Rishi Sunak Says It Would Be 'Silly' To Help Families With Their Energy Bills Now

But the chancellor said more assistance will be provided to householders in the autumn if the cost of living continues to soar.
Chancellor of the Exchequer Rishi Sunak leaves 11 Downing Street
Chancellor of the Exchequer Rishi Sunak leaves 11 Downing Street
Aaron Chown via PA Wire/PA Images

Rishi Sunak has said it would be “silly” for the government to give people more help with the energy bills right now.

The chancellor said it was better to wait six months until the autumn, when the new energy price cap is set, to see whether costs were still soaring.

However, he insisted he was ready to come up with more support then if it was required.

Sunak made his comments during a 25-minute interview on Mumsnet.

He was asked by a disabled person whether the government would offer more support to cover energy bills.

The chancellor said they had already unveiled a £9bn package to bring down the cost of electricity and gas, as well as council tax bills.

He added: “Now I know people are anxious about this and wondering if they are going to go up even more, and I have always been clear from the beginning we will see what happens.

“And depending on what happens to bills then, of course, if we need to act and provide support for people, we will.

“But it would be silly to do that now or last month or the month before when we don’t know exactly what the situation in the autumn will be.

“So I’d say we’ll see where we are with that if we need to do more.”

Boris Johnson has called on his ministers to come up with ideas on how to bring down the cost of living.
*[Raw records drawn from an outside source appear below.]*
//! Word document export.
//!
//! Export runs once per request over a frozen view of the document:
//!
//! 1. [`extract_blocks`] flattens the tree into blocks of formatted runs,
//!    filling missing run attributes from [`StyleDefaults`].
//! 2. Every image run is resolved concurrently through [`resolve_image`];
//!    a failed image is logged and left out.
//! 3. Table grids come from the [`MeasurementSnapshot`] or fall back to
//!    [`resolve_table_geometry`] defaults.
//! 4. [`DocumentExporter`] assembles the WordprocessingML body with the
//!    page margins as section properties and serializes the package.
//!
//! # Example
//!
//! ```rust
//! use folio::document::{Node, RichDocument};
//! use folio::export::{DocumentExporter, ExportOptions, MeasurementSnapshot};
//! use folio::layout::MarginPreset;
//!
//! let doc = RichDocument::from_nodes(vec![
//!     Node::heading(1, vec![Node::text("Report")]),
//!     Node::paragraph(vec![Node::text("Body text")]),
//! ]);
//!
//! let exporter = DocumentExporter::new()
//!     .with_options(ExportOptions::default().with_title("Report"));
//! let bytes = exporter.export_blocking(
//!     &doc,
//!     &MarginPreset::Narrow.margins(),
//!     &MeasurementSnapshot::new(),
//! )?;
//! assert!(!bytes.is_empty());
//! # Ok::<(), folio::Error>(())
//! ```

pub mod engine;
pub mod fetch;
pub mod image;
pub mod sink;
pub mod snapshot;
pub mod style;
pub mod table;
pub mod walker;

pub use engine::{DocumentExporter, ExportOptions, export_document};
#[cfg(feature = "remote")]
pub use fetch::HttpFetcher;
pub use fetch::{FetchedImage, ImageFetcher, OfflineFetcher, default_fetcher};
pub use self::image::{ImageError, ImageSource, ResolvedImage, resolve_image, target_size_pt};
pub use sink::{FileSink, MemorySink, PackageSink};
pub use snapshot::MeasurementSnapshot;
pub use style::InlineStyle;
pub use table::{ResolvedTableGeometry, resolve_table_geometry};
pub use walker::{Block, BlockKind, ImageRun, Run, StyleDefaults, TableBlock, TableCell, TextRun, extract_blocks};
//! Unified error types for folio.
//!
//! Every layer (package writer, WordprocessingML assembly, export pipeline)
//! keeps its own error enum; this module folds them into one type exposed at
//! the crate boundary.

// Submodule declarations
pub mod types;
pub mod conversions;

// Re-exports
pub use types::{Error, Result};
/// Paragraph types and implementation for DOCX documents.
use crate::ooxml::error::{OoxmlError, Result};
use crate::ooxml::xml::escape_xml;
use std::fmt::Write as FmtWrite;

pub use super::super::format::{LineSpacing, ParagraphAlignment};
use super::hyperlink::MutableHyperlink;
use super::image::{ImageFormat, MutableInlineImage};
use super::relmap::RelCursor;
use super::run::{MutableRun, RunContent};

/// Elements that can appear in a paragraph.
#[derive(Debug, Clone)]
pub(crate) enum ParagraphElement {
    Run(MutableRun),
    Hyperlink(MutableHyperlink),
    InlineImage(MutableInlineImage),
}

/// A mutable paragraph in a document.
#[derive(Debug, Clone)]
pub struct MutableParagraph {
    pub(crate) elements: Vec<ParagraphElement>,
    /// Paragraph style ID
    pub(crate) style: Option<String>,
    pub(crate) properties: ParagraphProperties,
}

impl MutableParagraph {
    pub(crate) fn new() -> Self {
        Self {
            elements: Vec::new(),
            style: None,
            properties: ParagraphProperties::default(),
        }
    }

    /// Add a new run to the paragraph.
    pub fn add_run(&mut self) -> &mut MutableRun {
        self.push_run(MutableRun::new())
    }

    /// Add a run with text.
    pub fn add_run_with_text(&mut self, text: &str) -> &mut MutableRun {
        let run = self.add_run();
        run.set_text(text);
        run
    }

    pub fn add_line_break(&mut self) -> &mut MutableRun {
        self.push_run(MutableRun::with_content(RunContent::LineBreak))
    }

    pub fn add_page_break(&mut self) -> &mut MutableRun {
        self.push_run(MutableRun::with_content(RunContent::PageBreak))
    }

    fn push_run(&mut self, run: MutableRun) -> &mut MutableRun {
        self.elements.push(ParagraphElement::Run(run));
        match self.elements.last_mut() {
            Some(ParagraphElement::Run(r)) => r,
            _ => unreachable!(),
        }
    }

    /// Add a hyperlink to the paragraph; fill it through the returned handle.
    pub fn add_hyperlink(&mut self, url: &str) -> &mut MutableHyperlink {
        self.elements
            .push(ParagraphElement::Hyperlink(MutableHyperlink::new(url)));
        match self.elements.last_mut() {
            Some(ParagraphElement::Hyperlink(h)) => h,
            _ => unreachable!(),
        }
    }

    /// Add an inline image from encoded bytes, sized in EMUs.
    pub fn add_picture_from_bytes(
        &mut self,
        data: Vec<u8>,
        format: ImageFormat,
        width_emu: i64,
        height_emu: i64,
    ) -> &mut MutableInlineImage {
        let image = MutableInlineImage::new(data, format, width_emu, height_emu);
        self.elements.push(ParagraphElement::InlineImage(image));
        match self.elements.last_mut() {
            Some(ParagraphElement::InlineImage(img)) => img,
            _ => unreachable!(),
        }
    }

    /// Set the paragraph style.
    pub fn set_style(&mut self, style_id: &str) {
        self.style = Some(style_id.to_string());
    }

    pub fn set_alignment(&mut self, alignment: ParagraphAlignment) {
        self.properties.alignment = Some(alignment);
    }

    /// Spacing before this paragraph in twips.
    pub fn set_space_before(&mut self, twips: u32) {
        self.properties.space_before = Some(twips);
    }

    /// Spacing after this paragraph in twips.
    pub fn set_space_after(&mut self, twips: u32) {
        self.properties.space_after = Some(twips);
    }

    pub fn set_line_spacing(&mut self, spacing: LineSpacing) {
        self.properties.line_spacing = Some(spacing);
    }

    /// Left indentation in twips.
    pub fn set_indent_left(&mut self, twips: u32) {
        self.properties.indent_left = Some(twips);
    }

    /// Number of runs, hyperlinks and images.
    pub fn element_count(&self) -> usize {
        self.elements.len()
    }

    /// Concatenated text of all runs, hyperlinks included.
    pub fn text(&self) -> String {
        let mut text = String::new();
        for element in &self.elements {
            match element {
                ParagraphElement::Run(run) => text.push_str(run.text()),
                ParagraphElement::Hyperlink(link) => {
                    for run in &link.runs {
                        text.push_str(run.text());
                    }
                },
                ParagraphElement::InlineImage(_) => {},
            }
        }
        text
    }

    pub(crate) fn hyperlinks(&self) -> impl Iterator<Item = &MutableHyperlink> {
        self.elements.iter().filter_map(|e| match e {
            ParagraphElement::Hyperlink(h) => Some(h),
            _ => None,
        })
    }

    pub(crate) fn images(&self) -> impl Iterator<Item = &MutableInlineImage> {
        self.elements.iter().filter_map(|e| match e {
            ParagraphElement::InlineImage(img) => Some(img),
            _ => None,
        })
    }

    fn write_properties(&self, xml: &mut String) -> Result<()> {
        if self.style.is_none() && !self.properties.has_properties() {
            return Ok(());
        }

        xml.push_str("<w:pPr>");

        if let Some(ref style) = self.style {
            write!(xml, "<w:pStyle w:val=\"{}\"/>", escape_xml(style))?;
        }

        if self.properties.space_before.is_some()
            || self.properties.space_after.is_some()
            || self.properties.line_spacing.is_some()
        {
            xml.push_str("<w:spacing");
            if let Some(before) = self.properties.space_before {
                write!(xml, " w:before=\"{}\"", before)?;
            }
            if let Some(after) = self.properties.space_after {
                write!(xml, " w:after=\"{}\"", after)?;
            }
            if let Some(line_spacing) = self.properties.line_spacing {
                let (line, rule) = line_spacing.to_attrs();
                write!(xml, " w:line=\"{}\" w:lineRule=\"{}\"", line, rule)?;
            }
            xml.push_str("/>");
        }

        if let Some(left) = self.properties.indent_left {
            write!(xml, "<w:ind w:left=\"{}\"/>", left)?;
        }

        if let Some(alignment) = self.properties.alignment {
            write!(xml, "<w:jc w:val=\"{}\"/>", alignment.as_str())?;
        }

        xml.push_str("</w:pPr>");
        Ok(())
    }

    /// Generate XML, taking relationship ids for hyperlinks and images from
    /// `cursor` in document order.
    pub(crate) fn to_xml(&self, xml: &mut String, cursor: &mut RelCursor<'_>) -> Result<()> {
        xml.push_str("<w:p>");

        self.write_properties(xml)?;

        for element in &self.elements {
            match element {
                ParagraphElement::Run(run) => run.to_xml(xml)?,
                ParagraphElement::Hyperlink(hyperlink) => {
                    let rel_id = cursor.next_hyperlink().ok_or_else(|| {
                        OoxmlError::InvalidRelationship(format!(
                            "no relationship for hyperlink to {}",
                            hyperlink.url()
                        ))
                    })?;
                    hyperlink.to_xml(xml, rel_id)?;
                },
                ParagraphElement::InlineImage(image) => {
                    let (rel_id, doc_pr_id) = cursor.next_image().ok_or_else(|| {
                        OoxmlError::InvalidRelationship("no relationship for image".to_string())
                    })?;
                    xml.push_str("<w:r>");
                    image.to_xml(xml, rel_id, doc_pr_id)?;
                    xml.push_str("</w:r>");
                },
            }
        }

        xml.push_str("</w:p>");
        Ok(())
    }
}

/// Paragraph properties.
#[derive(Debug, Default, Clone)]
pub(crate) struct ParagraphProperties {
    pub(crate) alignment: Option<ParagraphAlignment>,
    /// Twips
    pub(crate) space_before: Option<u32>,
    /// Twips
    pub(crate) space_after: Option<u32>,
    pub(crate) line_spacing: Option<LineSpacing>,
    /// Twips
    pub(crate) indent_left: Option<u32>,
}

impl ParagraphProperties {
    pub(crate) fn has_properties(&self) -> bool {
        self.alignment.is_some()
            || self.space_before.is_some()
            || self.space_after.is_some()
            || self.line_spacing.is_some()
            || self.indent_left.is_some()
    }
}

#[cfg(test)]
mod tests {
    use super::*;
    use crate::ooxml::docx::writer::relmap::RelationshipMapper;

    fn render(para: &MutableParagraph, mapper: &RelationshipMapper) -> Result<String> {
        let mut xml = String::new();
        let mut cursor = RelCursor::new(mapper);
        para.to_xml(&mut xml, &mut cursor)?;
        Ok(xml)
    }

    #[test]
    fn test_properties_in_schema_order() {
        let mut para = MutableParagraph::new();
        para.set_style("Heading1");
        para.set_alignment(ParagraphAlignment::Center);
        para.set_space_before(120);
        para.set_space_after(120);
        para.set_line_spacing(LineSpacing::Multiple(1.5));
        para.add_run_with_text("Title");

        let xml = render(&para, &RelationshipMapper::new()).unwrap();
        assert!(xml.starts_with(
            "<w:p><w:pPr><w:pStyle w:val=\"Heading1\"/><w:spacing w:before=\"120\" w:after=\"120\" w:line=\"360\" w:lineRule=\"auto\"/><w:jc w:val=\"center\"/></w:pPr>"
        ));
        assert_eq!(para.text(), "Title");
    }

    #[test]
    fn test_hyperlink_requires_relationship() {
        let mut para = MutableParagraph::new();
        para.add_hyperlink("https://example.com").add_run_with_text("x");

        assert!(render(&para, &RelationshipMapper::new()).is_err());

        let mut mapper = RelationshipMapper::new();
        mapper.add_hyperlink(0, "rId9".to_string());
        let xml = render(&para, &mapper).unwrap();
        assert!(xml.contains(r#"<w:hyperlink r:id="rId9">"#));
    }

    #[test]
    fn test_image_wrapped_in_run() {
        let mut para = MutableParagraph::new();
        para.add_picture_from_bytes(vec![1, 2, 3], ImageFormat::Png, 12700, 12700);

        let mut mapper = RelationshipMapper::new();
        mapper.add_image(0, "rId3".to_string());
        let xml = render(&para, &mapper).unwrap();
        assert!(xml.contains("<w:r><w:drawing>"));
        assert!(xml.contains(r#"r:embed="rId3""#));
        assert_eq!(para.images().count(), 1);
    }
}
However, Sunak has insisted that any new measures should not cost the Treasury any more money as he seeks to tackle the mounting public debt.

The PM chaired a meeting of the cabinet yesterday at which he impressed upon them the need to help people keep more of their money.

But his spokesman said: “He underlined the importance of not feeding in to further inflation rises and emphasised that the UK is currently spending £80 billion servicing our debt.”

Transport secretary Grant Shapps has proposed that car MOTs take place every two years rather than annually, while the government is also keen on reforming health and safety rules to bring down childcare costs.

However, a plan to slash tariffs on things like imported grain in order to reduce food prices has led to a cabinet split.